BEGIN THE INPUT

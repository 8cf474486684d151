//! Bounded parallel parsing of a vault file set

use std::collections::HashSet;
use std::path::PathBuf;

use rayon::prelude::*;
use tokio_util::sync::CancellationToken;
use vaultmap_core::{Diagnostics, DocumentParseError, ParseConfig, Result, SourceFile, VaultError};

use crate::builder::ClassifiedDocument;
use crate::classifier::Classifier;
use crate::extractor::MarkdownExtractor;

/// Documents that parsed, plus the diagnostics gathered while parsing.
#[derive(Debug, Default)]
pub struct ParseOutput {
    pub documents: Vec<ClassifiedDocument>,
    pub diagnostics: Diagnostics,
}

/// Fans extraction and classification out over a fixed-size rayon pool, one
/// batch at a time. Results are merged back in input order by the caller's
/// thread only.
pub struct Coordinator {
    extractor: MarkdownExtractor,
    classifier: Classifier,
    batch_size: usize,
    pool: rayon::ThreadPool,
}

impl Coordinator {
    pub fn new(extractor: MarkdownExtractor, classifier: Classifier, config: &ParseConfig) -> Result<Self> {
        let pool = rayon::ThreadPoolBuilder::new()
            .num_threads(config.concurrency.max(1))
            .thread_name(|i| format!("vaultmap-parse-{i}"))
            .build()
            .map_err(|e| VaultError::Config(format!("failed to start parse pool: {e}")))?;
        Ok(Self {
            extractor,
            classifier,
            batch_size: config.batch_size.max(1),
            pool,
        })
    }

    pub fn classifier(&self) -> &Classifier {
        &self.classifier
    }

    /// Parse and classify every file. `changed` limits which files count as
    /// changed in diagnostics; `None` counts all of them. Cancellation is
    /// checked between documents and between batches. `on_progress` receives
    /// the number of documents processed so far after each batch.
    pub fn parse_all(
        &self,
        files: &[SourceFile],
        changed: Option<&HashSet<PathBuf>>,
        cancel: &CancellationToken,
        mut on_progress: impl FnMut(usize),
    ) -> Result<ParseOutput> {
        let mut output = ParseOutput::default();
        output.diagnostics.documents_total = files.len();
        let is_changed = |file: &SourceFile| changed.is_none_or(|set| set.contains(&file.path));

        let mut processed = 0;
        for batch in files.chunks(self.batch_size) {
            if cancel.is_cancelled() {
                return Err(VaultError::Canceled);
            }

            let results: Vec<Option<std::result::Result<ClassifiedDocument, DocumentParseError>>> =
                self.pool.install(|| {
                    batch
                        .par_iter()
                        .map(|file| {
                            if cancel.is_cancelled() {
                                return None;
                            }
                            Some(self.parse_one(file))
                        })
                        .collect()
                });

            for (file, result) in batch.iter().zip(results) {
                match result {
                    None => return Err(VaultError::Canceled),
                    Some(Ok(doc)) => {
                        output.diagnostics.documents_parsed += 1;
                        if is_changed(file) {
                            output.diagnostics.changed_parsed += 1;
                        }
                        output.documents.push(doc);
                    }
                    Some(Err(err)) => {
                        tracing::debug!(path = %file.path.display(), error = %err, "document excluded");
                        output
                            .diagnostics
                            .record_excluded(file.path.clone(), &err, is_changed(file));
                    }
                }
            }

            processed += batch.len();
            on_progress(processed);
        }

        if !output.diagnostics.excluded.is_empty() {
            tracing::info!(
                excluded = output.diagnostics.excluded.len(),
                missing_id_with_frontmatter = output.diagnostics.missing_id_with_frontmatter,
                "documents excluded from the graph"
            );
        }
        Ok(output)
    }

    fn parse_one(&self, file: &SourceFile) -> std::result::Result<ClassifiedDocument, DocumentParseError> {
        let document = self.extractor.extract(&file.path, &file.content)?;
        let node_type = self.classifier.classify_document(&document);
        Ok(ClassifiedDocument { document, node_type })
    }
}
//! vaultmap layout: deterministic force-directed placement

pub mod engine;
pub mod grid;


pub use engine::{LayoutEngine, LayoutInput, LayoutOutcome};
pub use grid::SpatialGrid;
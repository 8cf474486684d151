//! vaultmap pipeline: parse orchestration over the indexer and layout crates

pub mod listener;
pub mod orchestrator;
pub mod progress;


pub use orchestrator::{ParseOrchestrator, StatusReport, TriggerOutcome, WaitOutcome};
pub use progress::{RunProgress, Stage};
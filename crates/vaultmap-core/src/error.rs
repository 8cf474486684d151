//! Error taxonomy for vault ingestion

use std::path::PathBuf;

use thiserror::Error;

use crate::model::NodeId;

/// Result alias for fallible pipeline operations.
pub type Result<T> = std::result::Result<T, VaultError>;

/// Errors that stop a parse run (or a configuration load).
#[derive(Error, Debug)]
pub enum VaultError {
    /// Reading the vault file set failed.
    #[error("I/O error at {path}: {source}")]
    Io {
        path: PathBuf,
        #[source]
        source: std::io::Error,
    },

    /// The synchronization collaborator could not produce a file set.
    #[error("vault source error: {0}")]
    Source(String),

    /// Two documents claim the same frontmatter id.
    #[error("duplicate node id '{id}' in {first} and {second}")]
    DuplicateId {
        id: NodeId,
        first: PathBuf,
        second: PathBuf,
    },

    /// An edge referenced a node that is not in the graph.
    #[error("edge {source_id} -> {target_id} references a missing node")]
    DanglingEdge { source_id: NodeId, target_id: NodeId },

    /// Cooperative stop requested through the run's cancellation token.
    #[error("canceled")]
    Canceled,

    #[error("configuration error: {0}")]
    Config(String),

    #[error("unknown node type '{0}'")]
    InvalidNodeType(String),

    #[error("serialization error: {0}")]
    Serialization(String),

    #[error("layout error: {0}")]
    Layout(String),

    #[error("watch error: {0}")]
    Watch(String),

    /// A pipeline worker task panicked or was aborted.
    #[error("pipeline worker failed: {0}")]
    Worker(String),
}

impl VaultError {
    pub fn io(path: impl Into<PathBuf>, source: std::io::Error) -> Self {
        VaultError::Io {
            path: path.into(),
            source,
        }
    }

    /// Cancellation is a cooperative stop, not a fault.
    pub fn is_cancellation(&self) -> bool {
        matches!(self, VaultError::Canceled)
    }

    pub fn is_fatal(&self) -> bool {
        !self.is_cancellation()
    }
}

impl From<serde_json::Error> for VaultError {
    fn from(e: serde_json::Error) -> Self {
        VaultError::Serialization(e.to_string())
    }
}

/// Per-document failure. The document is excluded; the run continues.
#[derive(Error, Debug, Clone, PartialEq, Eq)]
pub enum DocumentParseError {
    #[error("no frontmatter block")]
    MissingFrontmatter,

    #[error("frontmatter has no `id`")]
    MissingId,

    #[error("frontmatter `id` is empty or not a scalar")]
    InvalidId,

    #[error("invalid frontmatter: {0}")]
    InvalidFrontmatter(String),
}

impl DocumentParseError {
    /// True when a frontmatter block exists but failed on `id`.
    pub fn frontmatter_present(&self) -> bool {
        matches!(
            self,
            DocumentParseError::MissingId | DocumentParseError::InvalidId
        )
    }
}
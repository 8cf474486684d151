//! Content hashing for documents and whole vault states

use std::fmt;
use std::path::Path;

use serde::{Deserialize, Serialize};
use sha2::{Digest, Sha256};

/// SHA-256 hex digest of a document's raw text.
pub fn content_hash(text: &str) -> String {
    let mut hasher = Sha256::new();
    hasher.update(text.as_bytes());
    hex::encode(hasher.finalize())
}

/// Hash over an ordered document set; equal fingerprints mean an unchanged vault.
#[derive(Debug, Clone, PartialEq, Eq, Hash, Serialize, Deserialize)]
#[serde(transparent)]
pub struct Fingerprint(pub String);

impl Fingerprint {
    /// Fingerprint `(path, content)` pairs. Order-sensitive; callers pass the
    /// file set sorted by path.
    pub fn compute<'a, I>(files: I) -> Self
    where
        I: IntoIterator<Item = (&'a Path, &'a str)>,
    {
        let mut hasher = Sha256::new();
        for (path, content) in files {
            hasher.update(path.to_string_lossy().as_bytes());
            hasher.update([0u8]);
            hasher.update(content_hash(content).as_bytes());
            hasher.update([b'\n']);
        }
        Fingerprint(hex::encode(hasher.finalize()))
    }

    /// Abbreviated form for logs.
    pub fn short(&self) -> &str {
        &self.0[..self.0.len().min(12)]
    }
}

impl fmt::Display for Fingerprint {
    fn fmt(&self, f: &mut fmt::Formatter<'_>) -> fmt::Result {
        f.write_str(&self.0)
    }
}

END THE INPUT

**DIRECTIONS**
The string "encode" appears on how many lines of the records? State the number alone.

**RESPONSE AREA**
2